→ Exercise prompt
I need every line of the material below that includes the string "NewEntry".

- Opening Delimiter -

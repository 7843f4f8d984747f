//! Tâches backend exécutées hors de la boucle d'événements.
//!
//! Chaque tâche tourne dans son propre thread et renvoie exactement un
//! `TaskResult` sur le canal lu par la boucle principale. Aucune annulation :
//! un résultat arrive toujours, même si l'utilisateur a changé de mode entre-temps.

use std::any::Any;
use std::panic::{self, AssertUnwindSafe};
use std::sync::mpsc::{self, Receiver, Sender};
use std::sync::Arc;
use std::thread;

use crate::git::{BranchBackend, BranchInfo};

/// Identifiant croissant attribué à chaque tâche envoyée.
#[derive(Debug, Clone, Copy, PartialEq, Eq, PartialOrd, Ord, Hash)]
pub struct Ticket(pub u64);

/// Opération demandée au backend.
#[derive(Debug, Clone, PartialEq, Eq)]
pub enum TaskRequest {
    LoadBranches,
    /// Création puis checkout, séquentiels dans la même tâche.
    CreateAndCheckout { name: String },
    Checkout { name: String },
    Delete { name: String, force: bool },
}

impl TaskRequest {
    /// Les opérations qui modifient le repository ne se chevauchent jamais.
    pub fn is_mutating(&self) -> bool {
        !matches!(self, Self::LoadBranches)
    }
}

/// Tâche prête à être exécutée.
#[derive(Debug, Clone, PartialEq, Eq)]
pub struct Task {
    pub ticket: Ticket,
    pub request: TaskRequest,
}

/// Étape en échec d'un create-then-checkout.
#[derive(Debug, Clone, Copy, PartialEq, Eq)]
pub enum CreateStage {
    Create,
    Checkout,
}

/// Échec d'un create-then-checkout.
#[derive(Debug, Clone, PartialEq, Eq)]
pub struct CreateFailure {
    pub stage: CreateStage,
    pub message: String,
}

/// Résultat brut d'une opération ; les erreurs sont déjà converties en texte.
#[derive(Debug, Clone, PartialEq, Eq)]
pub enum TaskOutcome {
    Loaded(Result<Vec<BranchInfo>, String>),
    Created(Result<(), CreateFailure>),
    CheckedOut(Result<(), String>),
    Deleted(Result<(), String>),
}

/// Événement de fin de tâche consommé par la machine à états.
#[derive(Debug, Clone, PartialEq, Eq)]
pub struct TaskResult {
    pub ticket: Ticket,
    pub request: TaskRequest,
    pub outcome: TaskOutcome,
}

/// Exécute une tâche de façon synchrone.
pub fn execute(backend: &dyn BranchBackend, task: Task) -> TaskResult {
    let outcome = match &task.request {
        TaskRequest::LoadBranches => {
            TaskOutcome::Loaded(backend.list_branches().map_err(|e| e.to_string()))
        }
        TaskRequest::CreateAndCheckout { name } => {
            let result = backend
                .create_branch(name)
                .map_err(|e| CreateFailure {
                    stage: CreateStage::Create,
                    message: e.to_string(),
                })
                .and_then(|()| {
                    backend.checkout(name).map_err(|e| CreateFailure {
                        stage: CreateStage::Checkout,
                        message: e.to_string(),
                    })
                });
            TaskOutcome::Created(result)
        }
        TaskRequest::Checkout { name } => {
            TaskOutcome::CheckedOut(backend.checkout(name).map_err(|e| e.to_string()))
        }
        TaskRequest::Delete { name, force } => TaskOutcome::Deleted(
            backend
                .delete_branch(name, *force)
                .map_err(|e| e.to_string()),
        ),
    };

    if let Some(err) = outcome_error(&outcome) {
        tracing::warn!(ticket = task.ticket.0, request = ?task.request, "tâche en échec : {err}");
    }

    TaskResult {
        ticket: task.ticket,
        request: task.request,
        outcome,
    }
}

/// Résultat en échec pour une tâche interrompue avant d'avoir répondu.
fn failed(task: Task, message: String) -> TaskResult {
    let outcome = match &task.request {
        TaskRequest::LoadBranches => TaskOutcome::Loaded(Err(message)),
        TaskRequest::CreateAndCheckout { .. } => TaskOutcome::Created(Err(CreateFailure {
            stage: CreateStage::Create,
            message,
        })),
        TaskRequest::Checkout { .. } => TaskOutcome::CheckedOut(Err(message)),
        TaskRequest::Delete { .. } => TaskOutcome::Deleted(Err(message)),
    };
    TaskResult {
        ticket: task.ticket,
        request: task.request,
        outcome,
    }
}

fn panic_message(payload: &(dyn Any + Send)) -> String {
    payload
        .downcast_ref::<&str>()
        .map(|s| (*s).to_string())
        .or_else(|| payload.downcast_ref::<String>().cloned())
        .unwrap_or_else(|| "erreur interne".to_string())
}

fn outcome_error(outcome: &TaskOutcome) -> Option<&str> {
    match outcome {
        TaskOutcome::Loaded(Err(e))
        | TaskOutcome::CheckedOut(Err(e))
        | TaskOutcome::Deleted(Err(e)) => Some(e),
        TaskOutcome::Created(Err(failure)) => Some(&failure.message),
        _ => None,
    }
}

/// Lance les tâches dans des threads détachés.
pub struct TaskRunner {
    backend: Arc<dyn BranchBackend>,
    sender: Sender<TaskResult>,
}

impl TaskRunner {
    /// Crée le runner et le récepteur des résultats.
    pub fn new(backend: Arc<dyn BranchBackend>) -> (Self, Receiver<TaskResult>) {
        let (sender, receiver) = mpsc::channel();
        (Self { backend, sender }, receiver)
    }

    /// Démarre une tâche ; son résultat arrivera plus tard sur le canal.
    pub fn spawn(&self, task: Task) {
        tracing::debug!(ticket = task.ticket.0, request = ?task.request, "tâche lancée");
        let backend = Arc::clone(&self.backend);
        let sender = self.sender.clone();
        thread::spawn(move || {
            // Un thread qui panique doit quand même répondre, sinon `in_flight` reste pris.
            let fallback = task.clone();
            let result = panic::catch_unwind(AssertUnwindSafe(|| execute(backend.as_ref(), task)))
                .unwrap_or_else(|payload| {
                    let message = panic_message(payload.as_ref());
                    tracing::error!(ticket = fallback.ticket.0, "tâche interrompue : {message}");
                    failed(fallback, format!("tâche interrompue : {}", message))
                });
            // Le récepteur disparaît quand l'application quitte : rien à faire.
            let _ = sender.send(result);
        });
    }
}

- Closing Delimiter -
- Opening Delimiter -

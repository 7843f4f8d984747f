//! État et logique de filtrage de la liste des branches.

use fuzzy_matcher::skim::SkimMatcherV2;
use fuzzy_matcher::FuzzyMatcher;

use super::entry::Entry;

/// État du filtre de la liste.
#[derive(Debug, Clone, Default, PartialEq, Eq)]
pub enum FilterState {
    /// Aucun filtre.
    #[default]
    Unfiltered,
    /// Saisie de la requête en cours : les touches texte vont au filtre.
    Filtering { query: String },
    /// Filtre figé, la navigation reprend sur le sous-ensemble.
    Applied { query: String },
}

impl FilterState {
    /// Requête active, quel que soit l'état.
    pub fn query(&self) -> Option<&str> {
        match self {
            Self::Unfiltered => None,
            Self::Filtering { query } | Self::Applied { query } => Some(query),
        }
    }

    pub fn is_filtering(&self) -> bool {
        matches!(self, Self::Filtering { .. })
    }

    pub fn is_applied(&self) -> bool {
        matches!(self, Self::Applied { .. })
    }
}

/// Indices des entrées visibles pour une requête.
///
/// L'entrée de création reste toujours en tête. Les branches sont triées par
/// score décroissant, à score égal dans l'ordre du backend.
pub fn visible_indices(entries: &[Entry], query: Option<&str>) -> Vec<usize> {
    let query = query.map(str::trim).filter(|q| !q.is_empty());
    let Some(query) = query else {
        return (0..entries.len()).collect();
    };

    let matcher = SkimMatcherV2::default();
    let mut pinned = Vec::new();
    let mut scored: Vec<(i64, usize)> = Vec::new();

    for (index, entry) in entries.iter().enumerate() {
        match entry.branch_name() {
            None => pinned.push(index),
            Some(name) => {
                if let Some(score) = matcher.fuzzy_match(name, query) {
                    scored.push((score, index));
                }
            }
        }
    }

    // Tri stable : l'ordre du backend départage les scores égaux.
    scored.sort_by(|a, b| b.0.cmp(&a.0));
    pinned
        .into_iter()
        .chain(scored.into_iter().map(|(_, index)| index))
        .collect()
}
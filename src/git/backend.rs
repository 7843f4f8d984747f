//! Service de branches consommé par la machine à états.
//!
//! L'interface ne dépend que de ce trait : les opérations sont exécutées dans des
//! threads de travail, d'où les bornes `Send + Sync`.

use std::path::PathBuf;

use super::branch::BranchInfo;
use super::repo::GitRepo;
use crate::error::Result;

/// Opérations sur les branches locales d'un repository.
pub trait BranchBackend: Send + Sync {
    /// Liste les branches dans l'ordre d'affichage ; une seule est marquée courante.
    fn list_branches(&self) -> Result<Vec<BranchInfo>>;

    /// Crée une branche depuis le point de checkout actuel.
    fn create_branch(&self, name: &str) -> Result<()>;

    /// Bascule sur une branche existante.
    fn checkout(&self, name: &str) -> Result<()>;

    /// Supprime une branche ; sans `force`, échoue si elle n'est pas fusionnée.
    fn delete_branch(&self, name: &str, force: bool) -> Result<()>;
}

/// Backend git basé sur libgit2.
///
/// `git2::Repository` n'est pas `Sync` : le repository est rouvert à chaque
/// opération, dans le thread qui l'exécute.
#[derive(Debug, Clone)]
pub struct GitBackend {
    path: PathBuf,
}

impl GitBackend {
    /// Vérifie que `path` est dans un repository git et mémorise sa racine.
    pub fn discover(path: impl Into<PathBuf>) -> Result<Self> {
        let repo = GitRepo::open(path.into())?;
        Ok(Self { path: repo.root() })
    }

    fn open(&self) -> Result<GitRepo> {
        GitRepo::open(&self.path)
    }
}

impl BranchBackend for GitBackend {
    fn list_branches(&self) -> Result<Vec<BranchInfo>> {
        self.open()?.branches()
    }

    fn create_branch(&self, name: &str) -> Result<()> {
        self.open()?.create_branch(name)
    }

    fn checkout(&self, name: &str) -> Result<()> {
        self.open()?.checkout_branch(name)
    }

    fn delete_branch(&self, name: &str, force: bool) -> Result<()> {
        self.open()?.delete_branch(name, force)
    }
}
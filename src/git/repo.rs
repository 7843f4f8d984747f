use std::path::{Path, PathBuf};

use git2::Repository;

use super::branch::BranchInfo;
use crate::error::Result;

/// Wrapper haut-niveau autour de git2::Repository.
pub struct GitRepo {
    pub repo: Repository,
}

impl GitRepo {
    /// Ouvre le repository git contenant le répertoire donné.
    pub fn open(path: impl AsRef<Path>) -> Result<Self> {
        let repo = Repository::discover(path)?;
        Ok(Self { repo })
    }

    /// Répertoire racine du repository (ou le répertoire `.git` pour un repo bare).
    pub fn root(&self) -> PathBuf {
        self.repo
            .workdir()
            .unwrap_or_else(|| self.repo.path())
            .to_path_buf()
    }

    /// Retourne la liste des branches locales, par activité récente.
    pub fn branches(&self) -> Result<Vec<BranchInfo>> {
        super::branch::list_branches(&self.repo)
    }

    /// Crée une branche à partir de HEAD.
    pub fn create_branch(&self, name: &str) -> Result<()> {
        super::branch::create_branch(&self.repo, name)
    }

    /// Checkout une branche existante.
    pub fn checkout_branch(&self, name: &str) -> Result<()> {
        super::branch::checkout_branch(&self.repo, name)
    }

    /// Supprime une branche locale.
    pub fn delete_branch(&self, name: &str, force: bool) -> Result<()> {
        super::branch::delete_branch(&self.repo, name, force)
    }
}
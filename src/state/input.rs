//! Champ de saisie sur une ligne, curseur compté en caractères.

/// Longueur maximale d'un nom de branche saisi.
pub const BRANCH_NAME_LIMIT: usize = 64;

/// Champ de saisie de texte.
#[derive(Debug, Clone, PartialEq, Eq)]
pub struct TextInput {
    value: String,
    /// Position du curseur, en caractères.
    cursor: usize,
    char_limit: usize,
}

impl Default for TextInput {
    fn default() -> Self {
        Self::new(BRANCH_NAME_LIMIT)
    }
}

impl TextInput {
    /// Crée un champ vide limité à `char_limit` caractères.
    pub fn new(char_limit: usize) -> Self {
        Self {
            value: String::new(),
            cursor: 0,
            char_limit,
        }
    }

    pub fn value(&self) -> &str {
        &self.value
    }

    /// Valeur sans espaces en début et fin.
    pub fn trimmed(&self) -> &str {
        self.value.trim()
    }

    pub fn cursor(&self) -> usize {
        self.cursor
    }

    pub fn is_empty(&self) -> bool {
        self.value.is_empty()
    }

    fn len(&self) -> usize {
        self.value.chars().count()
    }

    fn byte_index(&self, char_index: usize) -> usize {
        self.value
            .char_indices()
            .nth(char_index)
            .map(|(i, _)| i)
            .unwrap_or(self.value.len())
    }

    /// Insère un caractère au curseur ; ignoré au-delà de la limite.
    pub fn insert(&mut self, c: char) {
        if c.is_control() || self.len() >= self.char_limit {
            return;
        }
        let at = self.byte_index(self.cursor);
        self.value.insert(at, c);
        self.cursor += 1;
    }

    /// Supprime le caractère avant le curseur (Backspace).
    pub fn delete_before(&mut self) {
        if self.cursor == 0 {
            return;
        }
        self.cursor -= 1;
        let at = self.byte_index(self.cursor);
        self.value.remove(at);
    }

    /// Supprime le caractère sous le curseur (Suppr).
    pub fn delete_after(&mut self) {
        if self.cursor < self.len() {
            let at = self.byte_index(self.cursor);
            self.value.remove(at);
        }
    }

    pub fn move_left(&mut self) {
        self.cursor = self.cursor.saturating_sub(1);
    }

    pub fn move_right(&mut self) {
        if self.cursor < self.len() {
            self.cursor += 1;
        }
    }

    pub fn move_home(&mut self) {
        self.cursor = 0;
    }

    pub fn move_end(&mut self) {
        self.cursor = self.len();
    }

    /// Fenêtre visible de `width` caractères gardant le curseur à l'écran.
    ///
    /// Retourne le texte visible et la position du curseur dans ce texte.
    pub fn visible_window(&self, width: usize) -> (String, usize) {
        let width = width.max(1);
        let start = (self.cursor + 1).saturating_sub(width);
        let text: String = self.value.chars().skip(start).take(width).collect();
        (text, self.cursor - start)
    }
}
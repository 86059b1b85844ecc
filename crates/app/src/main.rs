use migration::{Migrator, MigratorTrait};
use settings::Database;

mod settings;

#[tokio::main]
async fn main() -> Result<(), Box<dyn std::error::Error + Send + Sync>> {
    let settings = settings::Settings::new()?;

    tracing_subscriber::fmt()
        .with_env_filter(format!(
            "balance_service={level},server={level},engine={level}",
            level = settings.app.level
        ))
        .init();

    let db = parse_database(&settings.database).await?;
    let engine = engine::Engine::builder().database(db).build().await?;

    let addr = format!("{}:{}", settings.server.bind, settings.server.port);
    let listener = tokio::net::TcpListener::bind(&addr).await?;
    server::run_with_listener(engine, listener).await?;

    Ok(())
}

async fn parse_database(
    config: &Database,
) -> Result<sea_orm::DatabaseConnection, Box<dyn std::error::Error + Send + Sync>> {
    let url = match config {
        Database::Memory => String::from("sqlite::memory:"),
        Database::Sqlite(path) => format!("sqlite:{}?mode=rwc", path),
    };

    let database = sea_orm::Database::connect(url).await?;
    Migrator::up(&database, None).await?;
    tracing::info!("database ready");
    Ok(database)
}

- Closing Delimiter -
- Opening Delimiter -

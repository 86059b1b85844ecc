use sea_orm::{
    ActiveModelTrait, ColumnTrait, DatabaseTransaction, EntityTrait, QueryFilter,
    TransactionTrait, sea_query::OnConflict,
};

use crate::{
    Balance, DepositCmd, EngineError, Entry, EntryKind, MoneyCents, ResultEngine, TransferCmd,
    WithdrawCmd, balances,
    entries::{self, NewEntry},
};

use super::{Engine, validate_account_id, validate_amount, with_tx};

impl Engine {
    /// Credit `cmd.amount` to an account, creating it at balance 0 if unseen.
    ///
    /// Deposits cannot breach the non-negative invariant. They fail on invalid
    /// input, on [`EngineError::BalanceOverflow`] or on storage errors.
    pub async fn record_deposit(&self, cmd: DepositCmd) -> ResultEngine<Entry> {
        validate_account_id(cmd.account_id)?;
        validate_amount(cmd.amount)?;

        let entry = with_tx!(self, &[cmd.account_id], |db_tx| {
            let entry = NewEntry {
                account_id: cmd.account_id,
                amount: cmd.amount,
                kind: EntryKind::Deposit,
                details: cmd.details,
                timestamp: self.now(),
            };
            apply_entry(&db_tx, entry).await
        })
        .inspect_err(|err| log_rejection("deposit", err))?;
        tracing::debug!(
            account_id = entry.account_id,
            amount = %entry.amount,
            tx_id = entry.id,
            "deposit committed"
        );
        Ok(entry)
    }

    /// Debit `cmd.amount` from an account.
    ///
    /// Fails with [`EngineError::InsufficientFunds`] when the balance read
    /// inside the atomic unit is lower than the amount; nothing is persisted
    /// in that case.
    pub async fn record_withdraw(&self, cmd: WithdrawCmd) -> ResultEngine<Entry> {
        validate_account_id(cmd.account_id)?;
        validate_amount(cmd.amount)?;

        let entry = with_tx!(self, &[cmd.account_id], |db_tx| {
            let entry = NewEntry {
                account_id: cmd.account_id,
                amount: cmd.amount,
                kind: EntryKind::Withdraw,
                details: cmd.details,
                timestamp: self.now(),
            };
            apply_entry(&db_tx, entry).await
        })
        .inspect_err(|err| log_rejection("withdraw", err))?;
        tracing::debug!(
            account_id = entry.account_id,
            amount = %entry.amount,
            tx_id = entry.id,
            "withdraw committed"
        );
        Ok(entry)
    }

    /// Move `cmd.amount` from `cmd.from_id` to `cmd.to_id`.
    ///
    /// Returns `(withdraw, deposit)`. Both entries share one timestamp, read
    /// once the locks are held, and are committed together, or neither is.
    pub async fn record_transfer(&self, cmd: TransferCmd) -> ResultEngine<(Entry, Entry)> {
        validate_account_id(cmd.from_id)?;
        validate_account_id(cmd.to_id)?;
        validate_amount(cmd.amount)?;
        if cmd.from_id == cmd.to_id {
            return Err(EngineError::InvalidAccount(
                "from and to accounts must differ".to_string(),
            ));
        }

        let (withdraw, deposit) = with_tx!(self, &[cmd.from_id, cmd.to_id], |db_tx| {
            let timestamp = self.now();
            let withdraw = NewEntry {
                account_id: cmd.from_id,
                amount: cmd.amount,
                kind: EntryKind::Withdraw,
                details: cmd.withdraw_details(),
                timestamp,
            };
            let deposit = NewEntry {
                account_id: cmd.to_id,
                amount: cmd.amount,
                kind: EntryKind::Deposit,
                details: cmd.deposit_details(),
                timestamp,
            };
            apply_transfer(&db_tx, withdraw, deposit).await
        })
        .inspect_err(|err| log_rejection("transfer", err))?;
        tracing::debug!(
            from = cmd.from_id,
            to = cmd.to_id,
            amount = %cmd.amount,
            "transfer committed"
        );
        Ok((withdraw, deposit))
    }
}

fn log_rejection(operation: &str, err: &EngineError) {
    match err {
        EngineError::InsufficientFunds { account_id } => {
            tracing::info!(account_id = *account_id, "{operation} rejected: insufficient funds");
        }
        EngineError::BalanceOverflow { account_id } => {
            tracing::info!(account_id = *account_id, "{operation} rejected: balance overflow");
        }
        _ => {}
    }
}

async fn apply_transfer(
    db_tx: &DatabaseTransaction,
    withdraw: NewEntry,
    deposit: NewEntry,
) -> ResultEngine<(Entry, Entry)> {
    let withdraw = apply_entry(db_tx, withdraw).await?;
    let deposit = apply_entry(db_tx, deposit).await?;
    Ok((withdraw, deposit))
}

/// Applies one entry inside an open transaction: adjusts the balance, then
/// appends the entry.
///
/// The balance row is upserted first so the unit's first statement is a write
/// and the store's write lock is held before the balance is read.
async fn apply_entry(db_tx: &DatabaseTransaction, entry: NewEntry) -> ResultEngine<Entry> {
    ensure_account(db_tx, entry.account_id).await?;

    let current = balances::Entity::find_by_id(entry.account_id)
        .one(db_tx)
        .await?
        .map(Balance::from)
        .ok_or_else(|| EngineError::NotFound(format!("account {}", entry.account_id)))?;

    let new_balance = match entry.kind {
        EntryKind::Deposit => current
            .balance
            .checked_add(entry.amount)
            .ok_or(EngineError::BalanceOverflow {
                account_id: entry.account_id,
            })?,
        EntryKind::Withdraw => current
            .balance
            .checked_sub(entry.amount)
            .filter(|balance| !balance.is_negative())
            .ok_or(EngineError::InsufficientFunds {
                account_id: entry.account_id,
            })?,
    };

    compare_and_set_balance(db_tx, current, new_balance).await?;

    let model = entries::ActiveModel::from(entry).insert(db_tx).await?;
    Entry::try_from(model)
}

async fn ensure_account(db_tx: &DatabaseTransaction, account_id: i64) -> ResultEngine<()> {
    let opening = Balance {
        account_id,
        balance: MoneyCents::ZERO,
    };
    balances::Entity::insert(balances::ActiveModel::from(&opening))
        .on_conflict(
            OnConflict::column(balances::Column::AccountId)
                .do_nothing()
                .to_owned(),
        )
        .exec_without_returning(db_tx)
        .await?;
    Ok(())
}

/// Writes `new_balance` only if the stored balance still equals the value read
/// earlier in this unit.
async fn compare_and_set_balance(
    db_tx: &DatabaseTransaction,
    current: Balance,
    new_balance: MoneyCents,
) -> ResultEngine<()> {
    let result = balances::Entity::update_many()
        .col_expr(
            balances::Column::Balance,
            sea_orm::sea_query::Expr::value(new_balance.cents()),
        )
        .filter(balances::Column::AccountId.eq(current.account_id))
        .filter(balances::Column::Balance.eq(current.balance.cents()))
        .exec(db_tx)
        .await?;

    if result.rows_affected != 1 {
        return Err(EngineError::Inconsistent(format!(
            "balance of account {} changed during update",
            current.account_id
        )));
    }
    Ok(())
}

- Closing Delimiter -

→ Expected answer
    entries::{self, NewEntry},
            let entry = NewEntry {
            let entry = NewEntry {
            let withdraw = NewEntry {
            let deposit = NewEntry {
    withdraw: NewEntry,
    deposit: NewEntry,
async fn apply_entry(db_tx: &DatabaseTransaction, entry: NewEntry) -> ResultEngine<Entry> {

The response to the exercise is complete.